#### [About this exercise]
Across all lines of the entries, tally those with the word "MarketPulse" in them. The reply is the tally, by itself.

[Collected data]
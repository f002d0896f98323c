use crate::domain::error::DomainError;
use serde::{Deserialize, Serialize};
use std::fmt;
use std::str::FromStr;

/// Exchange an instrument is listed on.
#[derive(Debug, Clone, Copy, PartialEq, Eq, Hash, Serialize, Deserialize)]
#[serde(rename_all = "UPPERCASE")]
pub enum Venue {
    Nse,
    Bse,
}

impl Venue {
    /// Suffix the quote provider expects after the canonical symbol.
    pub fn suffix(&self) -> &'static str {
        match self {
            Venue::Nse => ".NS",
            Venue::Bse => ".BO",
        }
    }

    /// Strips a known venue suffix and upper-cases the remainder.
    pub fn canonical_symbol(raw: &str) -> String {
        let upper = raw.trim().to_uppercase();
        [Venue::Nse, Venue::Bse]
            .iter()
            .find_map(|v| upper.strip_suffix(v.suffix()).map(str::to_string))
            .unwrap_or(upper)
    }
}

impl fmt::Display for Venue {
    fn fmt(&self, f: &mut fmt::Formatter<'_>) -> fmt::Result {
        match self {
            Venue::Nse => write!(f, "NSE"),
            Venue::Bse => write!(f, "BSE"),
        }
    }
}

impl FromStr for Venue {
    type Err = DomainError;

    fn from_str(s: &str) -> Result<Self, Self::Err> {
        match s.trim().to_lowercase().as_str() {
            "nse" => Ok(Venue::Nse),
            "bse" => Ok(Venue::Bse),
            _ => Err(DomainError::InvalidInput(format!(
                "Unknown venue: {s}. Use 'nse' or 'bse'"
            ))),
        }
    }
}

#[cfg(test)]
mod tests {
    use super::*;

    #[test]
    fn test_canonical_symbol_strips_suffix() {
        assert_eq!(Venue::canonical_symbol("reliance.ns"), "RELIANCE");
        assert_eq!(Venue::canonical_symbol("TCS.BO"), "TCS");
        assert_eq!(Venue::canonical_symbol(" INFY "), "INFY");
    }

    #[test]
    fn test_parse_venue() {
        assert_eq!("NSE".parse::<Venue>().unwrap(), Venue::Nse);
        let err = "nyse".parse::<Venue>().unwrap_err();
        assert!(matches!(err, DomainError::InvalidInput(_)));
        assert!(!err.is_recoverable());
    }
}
...
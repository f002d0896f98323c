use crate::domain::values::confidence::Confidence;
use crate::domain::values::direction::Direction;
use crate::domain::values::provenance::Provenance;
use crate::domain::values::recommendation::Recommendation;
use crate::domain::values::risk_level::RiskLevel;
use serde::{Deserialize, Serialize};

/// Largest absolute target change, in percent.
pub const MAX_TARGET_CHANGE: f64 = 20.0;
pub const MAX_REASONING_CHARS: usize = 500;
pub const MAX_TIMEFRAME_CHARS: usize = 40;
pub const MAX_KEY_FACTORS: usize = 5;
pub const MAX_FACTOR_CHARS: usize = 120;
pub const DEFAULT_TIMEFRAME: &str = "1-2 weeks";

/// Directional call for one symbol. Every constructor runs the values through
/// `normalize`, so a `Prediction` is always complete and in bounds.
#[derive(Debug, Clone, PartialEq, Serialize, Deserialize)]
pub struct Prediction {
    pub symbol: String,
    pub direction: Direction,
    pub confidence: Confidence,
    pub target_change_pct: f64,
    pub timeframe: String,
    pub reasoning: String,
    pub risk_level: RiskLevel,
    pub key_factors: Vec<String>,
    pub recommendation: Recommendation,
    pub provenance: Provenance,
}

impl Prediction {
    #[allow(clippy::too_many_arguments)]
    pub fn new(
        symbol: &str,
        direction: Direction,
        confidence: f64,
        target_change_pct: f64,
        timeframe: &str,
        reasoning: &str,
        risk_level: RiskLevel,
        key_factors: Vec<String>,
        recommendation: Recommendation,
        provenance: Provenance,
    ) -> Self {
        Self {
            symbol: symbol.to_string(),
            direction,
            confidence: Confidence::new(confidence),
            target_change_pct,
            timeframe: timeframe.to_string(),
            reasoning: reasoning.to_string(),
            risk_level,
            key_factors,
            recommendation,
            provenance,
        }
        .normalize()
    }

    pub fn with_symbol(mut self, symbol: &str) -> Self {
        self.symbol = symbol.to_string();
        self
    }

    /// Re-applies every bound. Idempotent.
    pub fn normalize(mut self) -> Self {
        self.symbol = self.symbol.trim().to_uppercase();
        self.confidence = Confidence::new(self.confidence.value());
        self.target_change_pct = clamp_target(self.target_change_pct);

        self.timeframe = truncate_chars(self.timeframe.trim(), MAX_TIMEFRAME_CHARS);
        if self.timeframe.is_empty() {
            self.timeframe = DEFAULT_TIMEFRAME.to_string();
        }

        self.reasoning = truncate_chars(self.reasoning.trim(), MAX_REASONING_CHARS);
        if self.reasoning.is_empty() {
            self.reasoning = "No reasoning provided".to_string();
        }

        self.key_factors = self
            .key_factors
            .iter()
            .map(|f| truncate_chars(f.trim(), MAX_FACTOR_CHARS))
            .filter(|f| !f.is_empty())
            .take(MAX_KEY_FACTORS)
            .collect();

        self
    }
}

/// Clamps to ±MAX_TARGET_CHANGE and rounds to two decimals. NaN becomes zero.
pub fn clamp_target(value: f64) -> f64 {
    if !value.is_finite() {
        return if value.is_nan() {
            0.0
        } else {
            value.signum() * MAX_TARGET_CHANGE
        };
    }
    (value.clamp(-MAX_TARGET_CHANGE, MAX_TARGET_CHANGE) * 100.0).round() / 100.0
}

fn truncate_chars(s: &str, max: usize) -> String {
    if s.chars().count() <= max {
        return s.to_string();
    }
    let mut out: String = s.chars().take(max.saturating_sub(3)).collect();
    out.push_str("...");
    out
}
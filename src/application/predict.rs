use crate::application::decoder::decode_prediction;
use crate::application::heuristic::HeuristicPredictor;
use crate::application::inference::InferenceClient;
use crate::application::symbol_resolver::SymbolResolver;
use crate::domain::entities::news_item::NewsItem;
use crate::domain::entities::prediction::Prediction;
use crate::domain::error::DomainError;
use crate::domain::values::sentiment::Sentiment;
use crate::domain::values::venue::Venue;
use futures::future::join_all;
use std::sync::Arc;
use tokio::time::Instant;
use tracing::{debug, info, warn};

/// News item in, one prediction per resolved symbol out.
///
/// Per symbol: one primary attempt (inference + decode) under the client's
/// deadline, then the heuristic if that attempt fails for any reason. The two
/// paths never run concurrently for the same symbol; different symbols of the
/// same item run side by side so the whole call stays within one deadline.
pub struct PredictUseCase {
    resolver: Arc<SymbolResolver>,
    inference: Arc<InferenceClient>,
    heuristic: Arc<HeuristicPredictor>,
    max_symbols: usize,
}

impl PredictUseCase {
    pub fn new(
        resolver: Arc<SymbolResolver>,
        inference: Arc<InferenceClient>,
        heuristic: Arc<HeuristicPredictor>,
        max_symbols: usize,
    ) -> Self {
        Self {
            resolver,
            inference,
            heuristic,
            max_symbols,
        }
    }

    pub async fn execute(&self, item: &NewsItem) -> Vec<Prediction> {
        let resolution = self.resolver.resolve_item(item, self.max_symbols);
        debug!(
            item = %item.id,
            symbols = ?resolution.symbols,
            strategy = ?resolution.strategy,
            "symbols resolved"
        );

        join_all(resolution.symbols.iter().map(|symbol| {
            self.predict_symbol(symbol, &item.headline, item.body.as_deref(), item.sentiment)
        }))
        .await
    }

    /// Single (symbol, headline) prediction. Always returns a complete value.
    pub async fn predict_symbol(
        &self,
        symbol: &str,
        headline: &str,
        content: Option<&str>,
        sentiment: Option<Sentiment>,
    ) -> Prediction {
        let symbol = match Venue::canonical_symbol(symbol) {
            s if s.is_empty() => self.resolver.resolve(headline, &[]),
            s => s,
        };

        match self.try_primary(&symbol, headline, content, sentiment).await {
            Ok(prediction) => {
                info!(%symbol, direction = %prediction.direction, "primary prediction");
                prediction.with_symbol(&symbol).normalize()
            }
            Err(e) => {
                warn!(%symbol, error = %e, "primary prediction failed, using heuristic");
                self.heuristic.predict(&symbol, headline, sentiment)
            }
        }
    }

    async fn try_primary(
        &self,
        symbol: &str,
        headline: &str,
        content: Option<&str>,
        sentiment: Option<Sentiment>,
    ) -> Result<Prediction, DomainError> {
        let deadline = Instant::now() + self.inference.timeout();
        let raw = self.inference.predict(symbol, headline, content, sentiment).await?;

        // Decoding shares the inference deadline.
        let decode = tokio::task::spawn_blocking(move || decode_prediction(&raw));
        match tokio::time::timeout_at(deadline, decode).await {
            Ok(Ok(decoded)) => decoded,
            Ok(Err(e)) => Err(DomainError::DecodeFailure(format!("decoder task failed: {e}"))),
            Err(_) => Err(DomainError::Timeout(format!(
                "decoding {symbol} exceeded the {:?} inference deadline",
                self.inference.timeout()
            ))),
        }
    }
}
* * *
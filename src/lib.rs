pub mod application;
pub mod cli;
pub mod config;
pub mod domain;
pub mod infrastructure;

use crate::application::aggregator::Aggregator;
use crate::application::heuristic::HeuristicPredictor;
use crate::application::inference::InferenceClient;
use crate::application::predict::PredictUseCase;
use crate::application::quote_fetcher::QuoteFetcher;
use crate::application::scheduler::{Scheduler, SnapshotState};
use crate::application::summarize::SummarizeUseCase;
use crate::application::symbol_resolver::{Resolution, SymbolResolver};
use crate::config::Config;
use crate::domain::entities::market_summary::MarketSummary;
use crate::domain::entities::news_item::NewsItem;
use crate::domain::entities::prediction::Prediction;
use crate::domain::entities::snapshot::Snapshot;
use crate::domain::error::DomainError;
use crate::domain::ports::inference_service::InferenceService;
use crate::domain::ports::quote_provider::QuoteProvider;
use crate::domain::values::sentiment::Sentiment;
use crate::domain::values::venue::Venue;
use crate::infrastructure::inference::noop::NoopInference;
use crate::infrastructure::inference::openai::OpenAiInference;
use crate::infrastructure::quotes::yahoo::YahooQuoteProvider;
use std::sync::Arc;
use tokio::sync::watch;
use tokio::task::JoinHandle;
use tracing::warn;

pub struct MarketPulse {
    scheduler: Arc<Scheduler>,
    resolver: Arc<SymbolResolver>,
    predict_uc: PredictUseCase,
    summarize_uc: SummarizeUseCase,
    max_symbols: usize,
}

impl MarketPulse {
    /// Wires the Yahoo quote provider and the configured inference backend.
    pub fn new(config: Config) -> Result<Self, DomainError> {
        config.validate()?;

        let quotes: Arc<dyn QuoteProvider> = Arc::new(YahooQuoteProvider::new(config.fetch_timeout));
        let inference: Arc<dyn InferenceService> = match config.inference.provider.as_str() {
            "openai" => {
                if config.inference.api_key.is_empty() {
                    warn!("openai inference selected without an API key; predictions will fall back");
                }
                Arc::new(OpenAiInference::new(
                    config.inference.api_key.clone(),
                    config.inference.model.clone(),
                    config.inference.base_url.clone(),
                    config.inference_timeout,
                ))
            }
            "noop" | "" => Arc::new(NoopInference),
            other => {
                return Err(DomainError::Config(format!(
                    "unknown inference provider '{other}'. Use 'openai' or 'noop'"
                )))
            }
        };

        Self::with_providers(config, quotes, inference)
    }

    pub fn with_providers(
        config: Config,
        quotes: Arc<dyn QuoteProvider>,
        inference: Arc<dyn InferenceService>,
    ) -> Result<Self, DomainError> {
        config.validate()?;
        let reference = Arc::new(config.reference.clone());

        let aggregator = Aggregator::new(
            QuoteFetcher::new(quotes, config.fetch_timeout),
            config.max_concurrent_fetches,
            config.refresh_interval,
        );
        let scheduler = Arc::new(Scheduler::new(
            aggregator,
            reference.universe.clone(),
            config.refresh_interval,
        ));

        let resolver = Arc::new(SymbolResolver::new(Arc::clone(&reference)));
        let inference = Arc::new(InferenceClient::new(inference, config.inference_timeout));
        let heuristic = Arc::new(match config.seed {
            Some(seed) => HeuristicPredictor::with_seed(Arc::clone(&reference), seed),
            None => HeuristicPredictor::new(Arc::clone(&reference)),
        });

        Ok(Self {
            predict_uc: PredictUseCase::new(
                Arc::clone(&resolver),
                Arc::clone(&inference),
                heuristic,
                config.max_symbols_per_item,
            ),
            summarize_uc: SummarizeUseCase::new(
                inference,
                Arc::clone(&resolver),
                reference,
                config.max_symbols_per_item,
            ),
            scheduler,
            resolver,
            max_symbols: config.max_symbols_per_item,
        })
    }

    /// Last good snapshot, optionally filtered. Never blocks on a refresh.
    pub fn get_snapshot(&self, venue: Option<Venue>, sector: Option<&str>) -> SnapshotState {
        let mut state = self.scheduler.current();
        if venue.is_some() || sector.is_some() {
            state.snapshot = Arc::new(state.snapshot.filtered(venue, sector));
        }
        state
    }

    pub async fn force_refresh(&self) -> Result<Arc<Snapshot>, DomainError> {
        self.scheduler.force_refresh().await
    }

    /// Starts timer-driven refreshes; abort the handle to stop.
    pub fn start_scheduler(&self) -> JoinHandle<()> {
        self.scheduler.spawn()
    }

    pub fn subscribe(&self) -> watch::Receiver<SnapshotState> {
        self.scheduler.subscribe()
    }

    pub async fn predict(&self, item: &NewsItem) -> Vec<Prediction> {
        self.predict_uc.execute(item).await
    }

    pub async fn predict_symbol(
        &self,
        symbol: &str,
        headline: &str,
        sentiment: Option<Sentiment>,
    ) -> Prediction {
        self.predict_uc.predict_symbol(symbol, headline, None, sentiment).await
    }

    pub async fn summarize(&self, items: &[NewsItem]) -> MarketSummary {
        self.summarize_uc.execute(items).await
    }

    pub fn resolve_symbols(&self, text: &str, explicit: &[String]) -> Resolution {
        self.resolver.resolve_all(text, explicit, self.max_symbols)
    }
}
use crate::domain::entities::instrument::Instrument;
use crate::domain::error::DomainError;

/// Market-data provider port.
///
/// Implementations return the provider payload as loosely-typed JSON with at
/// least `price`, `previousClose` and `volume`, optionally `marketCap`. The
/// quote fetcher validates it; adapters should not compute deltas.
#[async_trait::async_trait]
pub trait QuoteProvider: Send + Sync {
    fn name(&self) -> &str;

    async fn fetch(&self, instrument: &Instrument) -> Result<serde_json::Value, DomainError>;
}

#### [Solution]
2